**Data records:**
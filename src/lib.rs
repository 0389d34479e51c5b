//! Computers for Schools Kenya donation tracker
//!
//! REST JSON API recording equipment donations and school requests, turning
//! collected donations into refurbishable inventory and delivering that
//! inventory to schools.

use std::sync::Arc;

pub mod api;
pub mod config;
pub mod error;
pub mod models;
pub mod repository;
pub mod services;

pub use config::AppConfig;
pub use error::{AppError, AppResult};

/// Application state shared across all handlers
#[derive(Clone)]
pub struct AppState {
    pub config: Arc<AppConfig>,
    pub services: Arc<services::Services>,
    pub repository: repository::Repository,
}
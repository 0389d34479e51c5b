//! Status transition table for donations, school requests and inventory units.
//!
//! Every status change goes through one of the functions below, which decide
//! whether the move is allowed and which side effects it triggers. Handlers
//! and services never re-derive these rules.

use crate::{
    error::{AppError, AppResult},
    models::enums::{DonationStatus, InventoryStatus, RequestStatus},
};

/// Donation statuses whose entry generates the inventory batch
pub const FULFILLMENT_ELIGIBLE: [DonationStatus; 2] =
    [DonationStatus::Collected, DonationStatus::Processing];

#[derive(Debug, Clone, Copy, PartialEq, Eq)]
pub enum SideEffect {
    /// Create one inventory unit per donated computer (idempotent)
    GenerateInventory,
    /// Thank the donor and confirm the pickup date
    NotifyDonor,
    /// Tell the school about the new request status
    NotifyRequester,
}

/// Outcome of an allowed transition
#[derive(Debug, Clone, PartialEq, Eq)]
pub struct TransitionPlan {
    pub effects: Vec<SideEffect>,
}

impl TransitionPlan {
    fn new(effects: Vec<SideEffect>) -> Self {
        Self { effects }
    }

    pub fn has(&self, effect: SideEffect) -> bool {
        self.effects.contains(&effect)
    }
}

/// Position along the approval pipeline; `rejected` sits outside it
fn donation_rank(status: DonationStatus) -> Option<u8> {
    match status {
        DonationStatus::Pending => Some(0),
        DonationStatus::Approved => Some(1),
        DonationStatus::Collected => Some(2),
        DonationStatus::Processing => Some(3),
        DonationStatus::Delivered => Some(4),
        DonationStatus::Rejected => None,
    }
}

/// Donations move forward along the pipeline (steps may be skipped).
/// `rejected` can be entered from any state but `delivered` and is terminal.
/// Re-applying the current status is allowed and repeats its side effects.
pub fn donation(current: DonationStatus, requested: DonationStatus) -> AppResult<TransitionPlan> {
    use DonationStatus::*;

    let allowed = match (current, requested) {
        (from, to) if from == to => true,
        (Rejected, _) => false,
        (Delivered, Rejected) => false,
        (_, Rejected) => true,
        (from, to) => donation_rank(to) > donation_rank(from),
    };

    if !allowed {
        return Err(AppError::InvalidTransition(format!(
            "Donation cannot move from {} to {}",
            current, requested
        )));
    }

    let mut effects = Vec::new();
    if FULFILLMENT_ELIGIBLE.contains(&requested) {
        effects.push(SideEffect::GenerateInventory);
    }
    if requested == Approved {
        effects.push(SideEffect::NotifyDonor);
    }
    Ok(TransitionPlan::new(effects))
}

/// Requests are approved or rejected by an admin. `fulfilled` is only ever
/// set by fulfillment, once enough units are assigned.
pub fn school_request(current: RequestStatus, requested: RequestStatus) -> AppResult<TransitionPlan> {
    use RequestStatus::*;

    let allowed = match (current, requested) {
        (_, Fulfilled) => {
            return Err(AppError::BusinessRule(
                "Requests become fulfilled by assigning inventory; use POST /inventory/fulfill"
                    .to_string(),
            ))
        }
        (from, to) if from == to => true,
        (Fulfilled, _) | (Rejected, _) => false,
        (Approved, Pending) => false,
        _ => true,
    };

    if !allowed {
        return Err(AppError::InvalidTransition(format!(
            "School request cannot move from {} to {}",
            current, requested
        )));
    }

    Ok(TransitionPlan::new(vec![SideEffect::NotifyRequester]))
}

/// Refurbishment moves: received -> in-refurbishment -> ready, or to
/// unusable from any non-delivered state. `delivered` is reserved for
/// fulfillment.
pub fn inventory(current: InventoryStatus, requested: InventoryStatus) -> AppResult<()> {
    use InventoryStatus::*;

    let allowed = match (current, requested) {
        (_, Delivered) if current != Delivered => {
            return Err(AppError::BusinessRule(
                "Units are delivered by fulfilling a school request".to_string(),
            ))
        }
        (from, to) if from == to => true,
        (Delivered, _) | (Unusable, _) => false,
        (_, Unusable) => true,
        (Received, InRefurbishment) | (Received, Ready) | (InRefurbishment, Ready) => true,
        _ => false,
    };

    if allowed {
        Ok(())
    } else {
        Err(AppError::InvalidTransition(format!(
            "Inventory unit cannot move from {} to {}",
            current, requested
        )))
    }
}

/// Request status once `assigned` units are linked to a request asking for `quantity`
pub fn status_after_assignment(current: RequestStatus, assigned: i64, quantity: i64) -> RequestStatus {
    if assigned >= quantity {
        RequestStatus::Fulfilled
    } else {
        current
    }
}
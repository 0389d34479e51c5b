//! School requests repository

use chrono::NaiveDate;
use sqlx::{Pool, Postgres};
use uuid::Uuid;

use crate::{
    error::{AppError, AppResult},
    models::{
        enums::RequestStatus,
        school_request::{
            CreateSchoolRequest, SchoolRequest, SchoolRequestQuery, SchoolRequestStats,
            SchoolRequestWithOwner,
        },
        PageWindow,
    },
};

#[derive(Clone)]
pub struct SchoolRequestsRepository {
    pool: Pool<Postgres>,
}

impl SchoolRequestsRepository {
    pub fn new(pool: Pool<Postgres>) -> Self {
        Self { pool }
    }

    pub async fn get_by_id(&self, id: i64) -> AppResult<SchoolRequest> {
        sqlx::query_as::<_, SchoolRequest>("SELECT * FROM school_requests WHERE id = $1")
            .bind(id)
            .fetch_optional(&self.pool)
            .await?
            .ok_or_else(|| AppError::NotFound(format!("School request {} not found", id)))
    }

    /// Request joined with the owning user's email and name
    pub async fn get_with_owner(&self, id: i64) -> AppResult<SchoolRequestWithOwner> {
        sqlx::query_as::<_, SchoolRequestWithOwner>(
            r#"
            SELECT r.*, u.email AS owner_email, u.name AS owner_name
            FROM school_requests r
            LEFT JOIN users u ON u.id = r.user_id
            WHERE r.id = $1
            "#,
        )
        .bind(id)
        .fetch_optional(&self.pool)
        .await?
        .ok_or_else(|| AppError::NotFound(format!("School request {} not found", id)))
    }

    pub async fn create(&self, data: &CreateSchoolRequest, user_id: Uuid) -> AppResult<SchoolRequest> {
        let row = sqlx::query_as::<_, SchoolRequest>(
            r#"
            INSERT INTO school_requests (
                user_id, school_id, school_name, contact_person, email, phone,
                location, computer_type, quantity, justification, status
            )
            VALUES ($1, $2, $3, $4, $5, $6, $7, $8, $9, $10, $11)
            RETURNING *
            "#,
        )
        .bind(user_id)
        .bind(data.school_id)
        .bind(data.school_name.trim())
        .bind(data.contact_person.trim())
        .bind(data.email.trim())
        .bind(data.phone.trim())
        .bind(data.location.trim())
        .bind(data.computer_type)
        .bind(data.quantity)
        .bind(data.justification.trim())
        .bind(RequestStatus::Pending)
        .fetch_one(&self.pool)
        .await?;
        Ok(row)
    }

    pub async fn list(
        &self,
        query: &SchoolRequestQuery,
        window: PageWindow,
    ) -> AppResult<(Vec<SchoolRequest>, i64)> {
        let total: i64 = sqlx::query_scalar(
            "SELECT COUNT(*) FROM school_requests WHERE ($1::text IS NULL OR status = $1)",
        )
        .bind(query.status)
        .fetch_one(&self.pool)
        .await?;

        let rows = sqlx::query_as::<_, SchoolRequest>(
            r#"
            SELECT * FROM school_requests
            WHERE ($1::text IS NULL OR status = $1)
            ORDER BY created_at DESC, id DESC
            LIMIT $2 OFFSET $3
            "#,
        )
        .bind(query.status)
        .bind(window.limit)
        .bind(window.offset())
        .fetch_all(&self.pool)
        .await?;

        Ok((rows, total))
    }

    pub async fn list_for_user(&self, user_id: Uuid) -> AppResult<Vec<SchoolRequest>> {
        let rows = sqlx::query_as::<_, SchoolRequest>(
            "SELECT * FROM school_requests WHERE user_id = $1 ORDER BY created_at DESC, id DESC",
        )
        .bind(user_id)
        .fetch_all(&self.pool)
        .await?;
        Ok(rows)
    }

    pub async fn update_status(&self, id: i64, status: RequestStatus) -> AppResult<SchoolRequest> {
        sqlx::query_as::<_, SchoolRequest>(
            r#"
            UPDATE school_requests SET status = $2, updated_at = NOW()
            WHERE id = $1
            RETURNING *
            "#,
        )
        .bind(id)
        .bind(status)
        .fetch_optional(&self.pool)
        .await?
        .ok_or_else(|| AppError::NotFound(format!("School request {} not found", id)))
    }

    pub async fn stats(&self) -> AppResult<SchoolRequestStats> {
        let stats = sqlx::query_as::<_, SchoolRequestStats>(
            r#"
            SELECT
                COUNT(*)::bigint AS total_requests,
                COALESCE(SUM(quantity), 0)::bigint AS total_computers_requested,
                COUNT(*) FILTER (WHERE status = 'approved')::bigint AS approved_requests,
                COUNT(*) FILTER (WHERE status = 'pending')::bigint AS pending_requests
            FROM school_requests
            "#,
        )
        .fetch_one(&self.pool)
        .await?;
        Ok(stats)
    }

    pub async fn count_by_status(&self, status: RequestStatus) -> AppResult<i64> {
        let count: i64 = sqlx::query_scalar("SELECT COUNT(*) FROM school_requests WHERE status = $1")
            .bind(status)
            .fetch_one(&self.pool)
            .await?;
        Ok(count)
    }

    /// Approved or fulfilled requests last updated within the period
    pub async fn approved_between(
        &self,
        start: Option<NaiveDate>,
        end: Option<NaiveDate>,
    ) -> AppResult<Vec<SchoolRequest>> {
        let rows = sqlx::query_as::<_, SchoolRequest>(
            r#"
            SELECT * FROM school_requests
            WHERE status IN ('approved', 'fulfilled')
              AND ($1::date IS NULL OR updated_at >= $1::date)
              AND ($2::date IS NULL OR updated_at < $2::date + INTERVAL '1 day')
            ORDER BY updated_at DESC
            "#,
        )
        .bind(start)
        .bind(end)
        .fetch_all(&self.pool)
        .await?;
        Ok(rows)
    }
}
//! Status changes on donations and school requests, with their side effects

use std::sync::Arc;

use chrono::NaiveDate;

use crate::{
    error::{AppError, AppResult},
    models::{
        donation::Donation,
        enums::{DonationStatus, RequestStatus},
        school_request::SchoolRequest,
    },
    repository::WorkflowStore,
    services::{
        email::{Notification, Notifier},
        inventory::build_inventory_batch,
        transitions::{self, SideEffect},
    },
};

#[derive(Clone)]
pub struct StatusService {
    store: Arc<dyn WorkflowStore>,
    notifier: Arc<dyn Notifier>,
}

impl StatusService {
    pub fn new(store: Arc<dyn WorkflowStore>, notifier: Arc<dyn Notifier>) -> Self {
        Self { store, notifier }
    }

    /// Move a donation to `status`.
    ///
    /// Entering `collected` or `processing` generates the inventory batch
    /// first; a storage failure there aborts the call before the status is
    /// written, and retrying is safe since generation happens once per
    /// donation. Approval notifies the donor; delivery failures are logged
    /// only.
    pub async fn apply_donation_status(
        &self,
        id: i64,
        status: &str,
        collection_date: Option<NaiveDate>,
    ) -> AppResult<Donation> {
        let requested: DonationStatus = status.parse().map_err(AppError::InvalidStatus)?;
        let current = self.store.donation(id).await?;
        let plan = transitions::donation(current.status, requested)?;

        if plan.has(SideEffect::GenerateInventory) {
            let items = build_inventory_batch(&current, &mut rand::thread_rng())?;
            let inserted = self.store.insert_inventory_batch(id, &items).await?;
            if inserted > 0 {
                tracing::info!(donation_id = id, units = inserted, "Inventory generated");
            } else {
                tracing::debug!(donation_id = id, "Inventory already generated, skipping");
            }
        }

        let updated = self
            .store
            .set_donation_status(id, requested, collection_date)
            .await?;
        tracing::info!(
            donation_id = id,
            from = %current.status,
            to = %requested,
            "Donation status updated"
        );

        if plan.has(SideEffect::NotifyDonor) {
            let notification = Notification::donation_approved(&updated, collection_date);
            if let Err(e) = self.notifier.send(notification).await {
                tracing::warn!(donation_id = id, error = %e, "Donor notification failed");
            }
        }

        Ok(updated)
    }

    /// Move a school request to `status` and tell the school. `fulfilled` is
    /// refused here; it follows from assigning inventory.
    pub async fn apply_request_status(
        &self,
        id: i64,
        status: &str,
        admin_comment: Option<&str>,
    ) -> AppResult<SchoolRequest> {
        let requested: RequestStatus = status.parse().map_err(AppError::InvalidStatus)?;
        let current = self.store.request_with_owner(id).await?;
        let plan = transitions::school_request(current.request.status, requested)?;

        let updated = self.store.set_request_status(id, requested).await?;
        tracing::info!(
            request_id = id,
            from = %current.request.status,
            to = %requested,
            "School request status updated"
        );

        if plan.has(SideEffect::NotifyRequester) {
            match Notification::request_status_update(&current, requested, admin_comment) {
                Some(notification) => {
                    if let Err(e) = self.notifier.send(notification).await {
                        tracing::warn!(request_id = id, error = %e, "School notification failed");
                    }
                }
                None => tracing::warn!(request_id = id, "No address to notify for school request"),
            }
        }

        Ok(updated)
    }
}

#[cfg(test)]
mod tests {
    use super::*;
    use crate::{
        models::enums::{DonationComputerType, DonationCondition, InventoryComputerType, InventoryStatus, ReceivedCondition},
        repository::memory::MemoryStore,
        services::email::MockNotifier,
    };

    fn quiet_notifier() -> MockNotifier {
        let mut notifier = MockNotifier::new();
        notifier.expect_send().returning(|_| Ok(()));
        notifier
    }

    fn failing_notifier() -> MockNotifier {
        let mut notifier = MockNotifier::new();
        notifier
            .expect_send()
            .returning(|_| Err(AppError::Notification("SMTP unreachable".to_string())));
        notifier
    }

    fn service(store: &Arc<MemoryStore>, notifier: MockNotifier) -> StatusService {
        StatusService::new(store.clone(), Arc::new(notifier))
    }

    #[tokio::test]
    async fn test_repeated_eligible_status_generates_one_batch() {
        let store = Arc::new(MemoryStore::new());
        let donation = store.add_donation(3, DonationComputerType::Laptop, DonationCondition::Working);
        let service = service(&store, quiet_notifier());

        service.apply_donation_status(donation.id, "processing", None).await.unwrap();
        service.apply_donation_status(donation.id, "processing", None).await.unwrap();

        assert_eq!(store.inventory_for(donation.id).len(), 3);
    }

    #[tokio::test]
    async fn test_collected_then_processing_keeps_single_batch() {
        let store = Arc::new(MemoryStore::new());
        let donation = store.add_donation(2, DonationComputerType::Desktop, DonationCondition::Working);
        let service = service(&store, quiet_notifier());

        service.apply_donation_status(donation.id, "collected", None).await.unwrap();
        service.apply_donation_status(donation.id, "processing", None).await.unwrap();

        assert_eq!(store.inventory_for(donation.id).len(), 2);
    }

    #[tokio::test]
    async fn test_batch_size_matches_quantity() {
        let store = Arc::new(MemoryStore::new());
        let donation = store.add_donation(6, DonationComputerType::Tablet, DonationCondition::NotWorking);
        let service = service(&store, quiet_notifier());

        service.apply_donation_status(donation.id, "collected", None).await.unwrap();

        let items = store.inventory_for(donation.id);
        assert_eq!(items.len(), 6);
        assert!(items.iter().all(|i| i.status == InventoryStatus::Received));
        assert!(items.iter().all(|i| i.assigned_school_request_id.is_none()));
    }

    #[tokio::test]
    async fn test_mixed_donation_resolves_type_and_condition() {
        let store = Arc::new(MemoryStore::new());
        let donation = store.add_donation(2, DonationComputerType::Mixed, DonationCondition::Mixed);
        let service = service(&store, quiet_notifier());

        service.apply_donation_status(donation.id, "processing", None).await.unwrap();

        for item in store.inventory_for(donation.id) {
            assert_eq!(item.computer_type, InventoryComputerType::Desktop);
            assert_eq!(item.condition_received, ReceivedCondition::NeedsRepair);
        }
    }

    #[tokio::test]
    async fn test_non_eligible_status_generates_nothing() {
        let store = Arc::new(MemoryStore::new());
        let donation = store.add_donation(4, DonationComputerType::Laptop, DonationCondition::Working);
        let service = service(&store, quiet_notifier());

        service.apply_donation_status(donation.id, "approved", None).await.unwrap();

        assert!(store.inventory_for(donation.id).is_empty());
    }

    #[tokio::test]
    async fn test_unknown_status_leaves_donation_untouched() {
        let store = Arc::new(MemoryStore::new());
        let donation = store.add_donation(1, DonationComputerType::Laptop, DonationCondition::Working);
        let mut notifier = MockNotifier::new();
        notifier.expect_send().never();
        let service = service(&store, notifier);

        let err = service
            .apply_donation_status(donation.id, "archived", None)
            .await
            .unwrap_err();

        assert!(matches!(err, AppError::InvalidStatus(_)));
        let stored = store.stored_donation(donation.id).unwrap();
        assert_eq!(stored.status, DonationStatus::Pending);
        assert_eq!(stored.updated_at, donation.updated_at);
    }

    #[tokio::test]
    async fn test_oversized_donation_is_not_processed() {
        let store = Arc::new(MemoryStore::new());
        let donation = store.add_donation(50_000, DonationComputerType::Desktop, DonationCondition::Working);
        let service = service(&store, quiet_notifier());

        let err = service
            .apply_donation_status(donation.id, "processing", None)
            .await
            .unwrap_err();

        assert!(matches!(err, AppError::BusinessRule(_)));
        assert!(store.inventory_for(donation.id).is_empty());
        assert_eq!(store.stored_donation(donation.id).unwrap().status, DonationStatus::Pending);
    }

    #[tokio::test]
    async fn test_missing_donation_is_not_found() {
        let store = Arc::new(MemoryStore::new());
        let service = service(&store, quiet_notifier());

        let err = service.apply_donation_status(999, "approved", None).await.unwrap_err();
        assert!(matches!(err, AppError::NotFound(_)));
    }

    #[tokio::test]
    async fn test_backward_move_is_rejected_and_not_persisted() {
        let store = Arc::new(MemoryStore::new());
        let donation = store.add_donation(1, DonationComputerType::Laptop, DonationCondition::Working);
        let service = service(&store, quiet_notifier());

        service.apply_donation_status(donation.id, "processing", None).await.unwrap();
        let err = service
            .apply_donation_status(donation.id, "pending", None)
            .await
            .unwrap_err();

        assert!(matches!(err, AppError::InvalidTransition(_)));
        assert_eq!(
            store.stored_donation(donation.id).unwrap().status,
            DonationStatus::Processing
        );
    }

    #[tokio::test]
    async fn test_donor_notification_failure_keeps_status() {
        let store = Arc::new(MemoryStore::new());
        let donation = store.add_donation(2, DonationComputerType::Desktop, DonationCondition::Working);
        let service = service(&store, failing_notifier());

        let updated = service
            .apply_donation_status(donation.id, "approved", None)
            .await
            .unwrap();

        assert_eq!(updated.status, DonationStatus::Approved);
        assert_eq!(
            store.stored_donation(donation.id).unwrap().status,
            DonationStatus::Approved
        );
    }

    #[tokio::test]
    async fn test_approval_notifies_donor_with_collection_date() {
        let store = Arc::new(MemoryStore::new());
        let donation = store.add_donation(2, DonationComputerType::Desktop, DonationCondition::Working);
        let date = NaiveDate::from_ymd_opt(2025, 6, 2).unwrap();

        let mut notifier = MockNotifier::new();
        notifier
            .expect_send()
            .withf(|n| n.to == "jane@safaritech.co.ke" && n.body.contains("2 June 2025"))
            .times(1)
            .returning(|_| Ok(()));
        let service = service(&store, notifier);

        let updated = service
            .apply_donation_status(donation.id, "approved", Some(date))
            .await
            .unwrap();
        assert_eq!(updated.pickup_date, Some(date));
    }

    #[tokio::test]
    async fn test_request_notification_failure_keeps_status() {
        let store = Arc::new(MemoryStore::new());
        let request = store.add_request(5, RequestStatus::Pending, "Kisumu Day");
        let service = service(&store, failing_notifier());

        let updated = service
            .apply_request_status(request.id, "approved", Some("Welcome aboard"))
            .await
            .unwrap();

        assert_eq!(updated.status, RequestStatus::Approved);
        assert_eq!(
            store.stored_request(request.id).unwrap().status,
            RequestStatus::Approved
        );
    }

    #[tokio::test]
    async fn test_request_cannot_be_marked_fulfilled_directly() {
        let store = Arc::new(MemoryStore::new());
        let request = store.add_request(5, RequestStatus::Approved, "Kisumu Day");
        let mut notifier = MockNotifier::new();
        notifier.expect_send().never();
        let service = service(&store, notifier);

        let err = service
            .apply_request_status(request.id, "fulfilled", None)
            .await
            .unwrap_err();

        assert!(matches!(err, AppError::BusinessRule(_)));
        assert_eq!(
            store.stored_request(request.id).unwrap().status,
            RequestStatus::Approved
        );
    }

    #[tokio::test]
    async fn test_storage_failure_is_fatal() {
        let store = Arc::new(MemoryStore::new());
        let request = store.add_request(5, RequestStatus::Pending, "Kisumu Day");
        store.fail_status_writes();
        let mut notifier = MockNotifier::new();
        notifier.expect_send().never();
        let service = service(&store, notifier);

        let err = service
            .apply_request_status(request.id, "approved", None)
            .await
            .unwrap_err();
        assert!(matches!(err, AppError::Database(_)));
    }
}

**Task objective:** Look for the word "contains" in the listing above, and copy every line where you find it.

**Result of the task:**
        self.effects.contains(&effect)
    if FULFILLMENT_ELIGIBLE.contains(&requested) {
            .withf(|n| n.to == "jane@safaritech.co.ke" && n.body.contains("2 June 2025"))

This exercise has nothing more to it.